■ **Extracted data**
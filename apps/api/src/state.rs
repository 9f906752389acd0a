use std::sync::Arc;

use tokio::sync::Semaphore;

use crate::config::Config;
use crate::workflow::engine::Engine;

/// Shared application state injected into all route handlers via Axum extractors.
#[derive(Clone)]
pub struct AppState {
    pub engine: Arc<Engine>,
    /// Admission control for evaluation runs. Requests past the limit wait
    /// here instead of piling load onto the model and fetcher backends.
    pub eval_limiter: Arc<Semaphore>,
    pub config: Config,
}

■ **Problem to work on**
Recreate the listing exactly, so that each entry reads as before.

■ **Result below**
filename apps/api/src/state.rs
repository 9f906752389acd0a
use std::sync::Arc;

use tokio::sync::Semaphore;

use crate::config::Config;
use crate::workflow::engine::Engine;

/// Shared application state injected into all route handlers via Axum extractors.
#[derive(Clone)]
pub struct AppState {
    pub engine: Arc<Engine>,
    /// Admission control for evaluation runs. Requests past the limit wait
    /// here instead of piling load onto the model and fetcher backends.
    pub eval_limiter: Arc<Semaphore>,
    pub config: Config,
}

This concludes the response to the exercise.